Leadership and dialogue consultant, Sarah Rozenthuler, explains the power of effective communication and shares helpful strategies to prepare for important conversations in the workplace.

Sarah Rozenthuler In early November, I co-presented a new two-day dialogue and leadership programme at St Ethelburga’s Centre in London, entitled ‘Leading with Systemic Dialogue’, with further events happening early next year.

The programme invited leaders and change agents to discover the power of open dialogue and co-creative collaboration for empowering sustainable change in organisations.

A key part of the training was showing how to prepare for important conversations in the workplace.
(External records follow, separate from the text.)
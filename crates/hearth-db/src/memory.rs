use std::sync::{Mutex, MutexGuard};

use chrono::{DateTime, Utc};
use uuid::Uuid;

use hearth_types::models::{FriendRequest, FriendRequestStatus, Message, PairKey, UserRecord};

use crate::models::{Credentials, fold_username};
use crate::store::{FriendRequestStore, IdentityStore, MessageStore, StoreError, StoreResult};

/// In-process store with the same contract as the SQLite engine.
/// Every operation runs under one lock, so conditional writes are atomic.
#[derive(Default)]
pub struct MemoryStore {
    state: Mutex<MemoryState>,
}

#[derive(Default)]
struct MemoryState {
    users: Vec<Credentials>,
    friend_requests: Vec<FriendRequest>,
    messages: Vec<Message>,
}

impl MemoryStore {
    pub fn new() -> Self {
        Self::default()
    }

    fn lock(&self) -> StoreResult<MutexGuard<'_, MemoryState>> {
        self.state
            .lock()
            .map_err(|e| StoreError::Backend(format!("memory store lock poisoned: {}", e)))
    }
}

impl IdentityStore for MemoryStore {
    fn create_user(&self, user: &UserRecord, password_hash: &str) -> StoreResult<()> {
        let mut state = self.lock()?;
        if let Some(taken) = state.users.iter().find(|c| {
            c.user.id == user.id || c.user.username == user.username || c.user.email == user.email
        }) {
            let field = if taken.user.id == user.id {
                "users.id"
            } else if taken.user.username == user.username {
                "users.username"
            } else {
                "users.email"
            };
            return Err(StoreError::Conflict(format!("UNIQUE constraint failed: {}", field)));
        }

        state.users.push(Credentials {
            user: user.clone(),
            password_hash: password_hash.to_string(),
        });
        Ok(())
    }

    fn user_by_id(&self, id: Uuid) -> StoreResult<Option<UserRecord>> {
        let state = self.lock()?;
        Ok(state.users.iter().find(|c| c.user.id == id).map(|c| c.user.clone()))
    }

    fn user_by_email(&self, email: &str) -> StoreResult<Option<UserRecord>> {
        let state = self.lock()?;
        Ok(state.users.iter().find(|c| c.user.email == email).map(|c| c.user.clone()))
    }

    fn user_by_username(&self, username: &str) -> StoreResult<Option<UserRecord>> {
        let state = self.lock()?;
        Ok(state
            .users
            .iter()
            .find(|c| c.user.username == username)
            .map(|c| c.user.clone()))
    }

    fn credentials_by_email(&self, email: &str) -> StoreResult<Option<Credentials>> {
        let state = self.lock()?;
        Ok(state.users.iter().find(|c| c.user.email == email).cloned())
    }

    fn search_users(&self, query: &str) -> StoreResult<Vec<UserRecord>> {
        let needle = fold_username(query);
        let state = self.lock()?;
        let mut found: Vec<UserRecord> = state
            .users
            .iter()
            .filter(|c| fold_username(&c.user.username).contains(&needle))
            .map(|c| c.user.clone())
            .collect();
        found.sort_by(|a, b| a.username.cmp(&b.username));
        Ok(found)
    }
}

impl FriendRequestStore for MemoryStore {
    fn open_friend_request(&self, request: &FriendRequest) -> StoreResult<()> {
        let pair = request.pair();
        let mut state = self.lock()?;

        if let Some(existing) = state.friend_requests.iter().find(|r| r.pair() == pair) {
            if existing.status != FriendRequestStatus::Rejected {
                return Err(StoreError::Conflict(
                    "UNIQUE constraint failed: friend_requests.user_low, friend_requests.user_high"
                        .into(),
                ));
            }
        }

        state.friend_requests.retain(|r| r.pair() != pair);
        state.friend_requests.push(request.clone());
        Ok(())
    }

    fn friend_request(&self, id: Uuid) -> StoreResult<Option<FriendRequest>> {
        let state = self.lock()?;
        Ok(state.friend_requests.iter().find(|r| r.id == id).cloned())
    }

    fn friend_request_between(&self, a: Uuid, b: Uuid) -> StoreResult<Option<FriendRequest>> {
        let pair = PairKey::new(a, b);
        let state = self.lock()?;
        Ok(state.friend_requests.iter().find(|r| r.pair() == pair).cloned())
    }

    fn friend_requests_for(&self, user_id: Uuid) -> StoreResult<Vec<FriendRequest>> {
        let state = self.lock()?;
        let mut requests: Vec<FriendRequest> = state
            .friend_requests
            .iter()
            .filter(|r| r.pair().contains(user_id))
            .cloned()
            .collect();
        requests.sort_by_key(|r| r.created_at);
        Ok(requests)
    }

    fn incoming_pending(&self, user_id: Uuid) -> StoreResult<Vec<FriendRequest>> {
        let state = self.lock()?;
        let mut pending: Vec<FriendRequest> = state
            .friend_requests
            .iter()
            .filter(|r| r.to_user_id == user_id && r.status == FriendRequestStatus::Pending)
            .cloned()
            .collect();
        pending.sort_by_key(|r| r.created_at);
        Ok(pending)
    }

    fn resolve_friend_request(
        &self,
        id: Uuid,
        status: FriendRequestStatus,
        responded_at: DateTime<Utc>,
    ) -> StoreResult<Option<FriendRequest>> {
        let mut state = self.lock()?;
        let Some(request) = state
            .friend_requests
            .iter_mut()
            .find(|r| r.id == id && r.status == FriendRequestStatus::Pending)
        else {
            return Ok(None);
        };

        request.status = status;
        request.responded_at = Some(responded_at);
        Ok(Some(request.clone()))
    }
}

impl MessageStore for MemoryStore {
    fn insert_message(&self, message: &Message) -> StoreResult<()> {
        let mut state = self.lock()?;
        if state.messages.iter().any(|m| m.id == message.id) {
            return Err(StoreError::Conflict("UNIQUE constraint failed: messages.id".into()));
        }
        state.messages.push(message.clone());
        Ok(())
    }

    fn messages_between(&self, a: Uuid, b: Uuid) -> StoreResult<Vec<Message>> {
        let pair = PairKey::new(a, b);
        let state = self.lock()?;
        let mut conversation: Vec<Message> = state
            .messages
            .iter()
            .filter(|m| m.pair() == pair)
            .cloned()
            .collect();
        // stable sort keeps insertion order for equal timestamps
        conversation.sort_by_key(|m| m.created_at);
        Ok(conversation)
    }
}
Learning how to have better dialogue builds more robust relationships. To produce quality goods and services, we need the creative tension of different points of view. The art is to find a way to mine the creativity without triggering reactivity. Each one of us is unique. We all hold a piece of the puzzle. The only way to complete the jigsaw and co-create a better future is to find a way to talk and think together. Poor communication and ‘silo working’ breeds rivalry, lack of trust and unresolved conflicts, undermining collective performance and costing millions of pounds daily.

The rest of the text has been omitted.